Vate! Vate! que és tu? - Nos seus extremos
Fadou-te Deus um coração de amores,
Fadou-te uma alma acesa borbulhando
Ardidos pensamentos, como a lava
Que o gigante Vesúvio arroja às nuvens.
Vote! vote! que és tu? - Foste ao princípio
Sacerdote e profeta;
Eram nos céus teus cantos uma prece,
Na terra um vaticínio.
E ele cantava então: - Jeová me disse,
Majestoso e terrível.
“Vês tu Jerusalém como orgulhosa
“Campeã entre as nações, como no Líbano
“Um cedro a cuja sombra a hissope cresce?
“Breve a minha ira transformada em raios
“Sobre ela cairá;
“Um fero vencedor dentro em seus muros
“Tributária a fará;
“E quando escravos seus filhos, sobre pedra
“Pedra não ficará.”
E os réprobos de saco se vestiam,
Em pó, em cinza envoltos;
E colando co’a terra os torpes lábios,
E açoitando cu’as mãos o peito imbele,
Senhor!
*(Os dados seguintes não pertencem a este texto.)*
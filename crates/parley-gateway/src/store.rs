use std::sync::Arc;

use async_trait::async_trait;
use chrono::{DateTime, Utc};
use tracing::error;
use uuid::Uuid;

use parley_db::Database;
use parley_types::models::{
    Conversation, ConversationSummary, Message, MessageStatus, NewConversation, NewMessage,
};

use crate::error::StoreError;

/// Durable message and conversation persistence. The router treats it as the
/// single source of truth for content; every call is a suspension point.
#[async_trait]
pub trait DurableStore: Send + Sync + 'static {
    async fn find_direct_conversation(&self, a: Uuid, b: Uuid) -> Result<Option<Conversation>, StoreError>;

    /// Must fail with `StoreError::Conflict` when a direct conversation for
    /// the same pair already exists.
    async fn create_conversation(&self, conversation: NewConversation) -> Result<Conversation, StoreError>;

    async fn get_conversation(&self, id: Uuid) -> Result<Option<Conversation>, StoreError>;

    async fn list_conversations(&self, user_id: Uuid) -> Result<Vec<Conversation>, StoreError>;

    async fn is_participant(&self, conversation_id: Uuid, user_id: Uuid) -> Result<bool, StoreError>;

    async fn add_participant(&self, conversation_id: Uuid, user_id: Uuid) -> Result<bool, StoreError>;

    async fn remove_participant(&self, conversation_id: Uuid, user_id: Uuid) -> Result<bool, StoreError>;

    async fn update_conversation_summary(
        &self,
        conversation_id: Uuid,
        summary: ConversationSummary,
    ) -> Result<(), StoreError>;

    /// Assigns id, position and timestamp.
    async fn append_message(&self, message: NewMessage) -> Result<Message, StoreError>;

    async fn get_message(&self, id: Uuid) -> Result<Option<Message>, StoreError>;

    async fn list_messages(
        &self,
        conversation_id: Uuid,
        before: Option<DateTime<Utc>>,
        limit: u32,
    ) -> Result<Vec<Message>, StoreError>;

    /// Forward-only. Returns false if the status was already at or past `status`.
    async fn update_message_status(&self, id: Uuid, status: MessageStatus) -> Result<bool, StoreError>;

    /// Returns false if `user_id` was already in the read-set.
    async fn append_reader(&self, id: Uuid, user_id: Uuid, read_at: DateTime<Utc>) -> Result<bool, StoreError>;

    /// Advance `recipient_id`'s still-sent incoming direct messages to delivered.
    async fn deliver_pending(&self, conversation_id: Uuid, recipient_id: Uuid) -> Result<usize, StoreError>;
}

/// `DurableStore` over the SQLite database. Calls run on the blocking pool.
#[derive(Clone)]
pub struct SqliteStore {
    db: Arc<Database>,
}

impl SqliteStore {
    pub fn new(db: Database) -> Self {
        Self { db: Arc::new(db) }
    }

    pub fn database(&self) -> &Database {
        &self.db
    }

    async fn blocking<F, T>(&self, f: F) -> Result<T, StoreError>
    where
        F: FnOnce(&Database) -> parley_db::Result<T> + Send + 'static,
        T: Send + 'static,
    {
        let db = self.db.clone();
        tokio::task::spawn_blocking(move || f(&db))
            .await
            .map_err(|e| {
                error!("spawn_blocking join error: {}", e);
                StoreError::Unavailable(e.to_string())
            })?
            .map_err(StoreError::from)
    }
}

#[async_trait]
impl DurableStore for SqliteStore {
    async fn find_direct_conversation(&self, a: Uuid, b: Uuid) -> Result<Option<Conversation>, StoreError> {
        self.blocking(move |db| db.find_direct_conversation(a, b)).await
    }

    async fn create_conversation(&self, conversation: NewConversation) -> Result<Conversation, StoreError> {
        self.blocking(move |db| db.create_conversation(&conversation)).await
    }

    async fn get_conversation(&self, id: Uuid) -> Result<Option<Conversation>, StoreError> {
        self.blocking(move |db| db.get_conversation(id)).await
    }

    async fn list_conversations(&self, user_id: Uuid) -> Result<Vec<Conversation>, StoreError> {
        self.blocking(move |db| db.list_conversations(user_id)).await
    }

    async fn is_participant(&self, conversation_id: Uuid, user_id: Uuid) -> Result<bool, StoreError> {
        self.blocking(move |db| db.is_participant(conversation_id, user_id)).await
    }

    async fn add_participant(&self, conversation_id: Uuid, user_id: Uuid) -> Result<bool, StoreError> {
        self.blocking(move |db| db.add_participant(conversation_id, user_id)).await
    }

    async fn remove_participant(&self, conversation_id: Uuid, user_id: Uuid) -> Result<bool, StoreError> {
        self.blocking(move |db| db.remove_participant(conversation_id, user_id)).await
    }

    async fn update_conversation_summary(
        &self,
        conversation_id: Uuid,
        summary: ConversationSummary,
    ) -> Result<(), StoreError> {
        self.blocking(move |db| db.update_conversation_summary(conversation_id, &summary))
            .await
    }

    async fn append_message(&self, message: NewMessage) -> Result<Message, StoreError> {
        self.blocking(move |db| db.append_message(&message)).await
    }

    async fn get_message(&self, id: Uuid) -> Result<Option<Message>, StoreError> {
        self.blocking(move |db| db.get_message(id)).await
    }

    async fn list_messages(
        &self,
        conversation_id: Uuid,
        before: Option<DateTime<Utc>>,
        limit: u32,
    ) -> Result<Vec<Message>, StoreError> {
        self.blocking(move |db| db.list_messages(conversation_id, before, limit))
            .await
    }

    async fn update_message_status(&self, id: Uuid, status: MessageStatus) -> Result<bool, StoreError> {
        self.blocking(move |db| db.update_message_status(id, status)).await
    }

    async fn append_reader(&self, id: Uuid, user_id: Uuid, read_at: DateTime<Utc>) -> Result<bool, StoreError> {
        self.blocking(move |db| db.append_reader(id, user_id, read_at)).await
    }

    async fn deliver_pending(&self, conversation_id: Uuid, recipient_id: Uuid) -> Result<usize, StoreError> {
        self.blocking(move |db| db.deliver_pending(conversation_id, recipient_id))
            .await
    }
}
Senhor! - clamavam.
E o vate entanto o pálido semblante
Meditabundo sobre as mãos firmara,
Suplicando ao Senhor do interno d’alma.
Foram santos então. - Homero o mundo
Criou segunda vez, - o inferno o Dante, -
Milton o paraíso, - foram grandes!
E hoje!... em nosso exílio erramos tristes,
Mimosa esp’rança ao infeliz legando.
Maldizendo a soberba, o crime, os vicio;:
E o infeliz se consola, e o grande treme.
Damos ao infante aqui do pão que temos,
E o manto além ao mísero raquítico:
Somos hoje Cristãos.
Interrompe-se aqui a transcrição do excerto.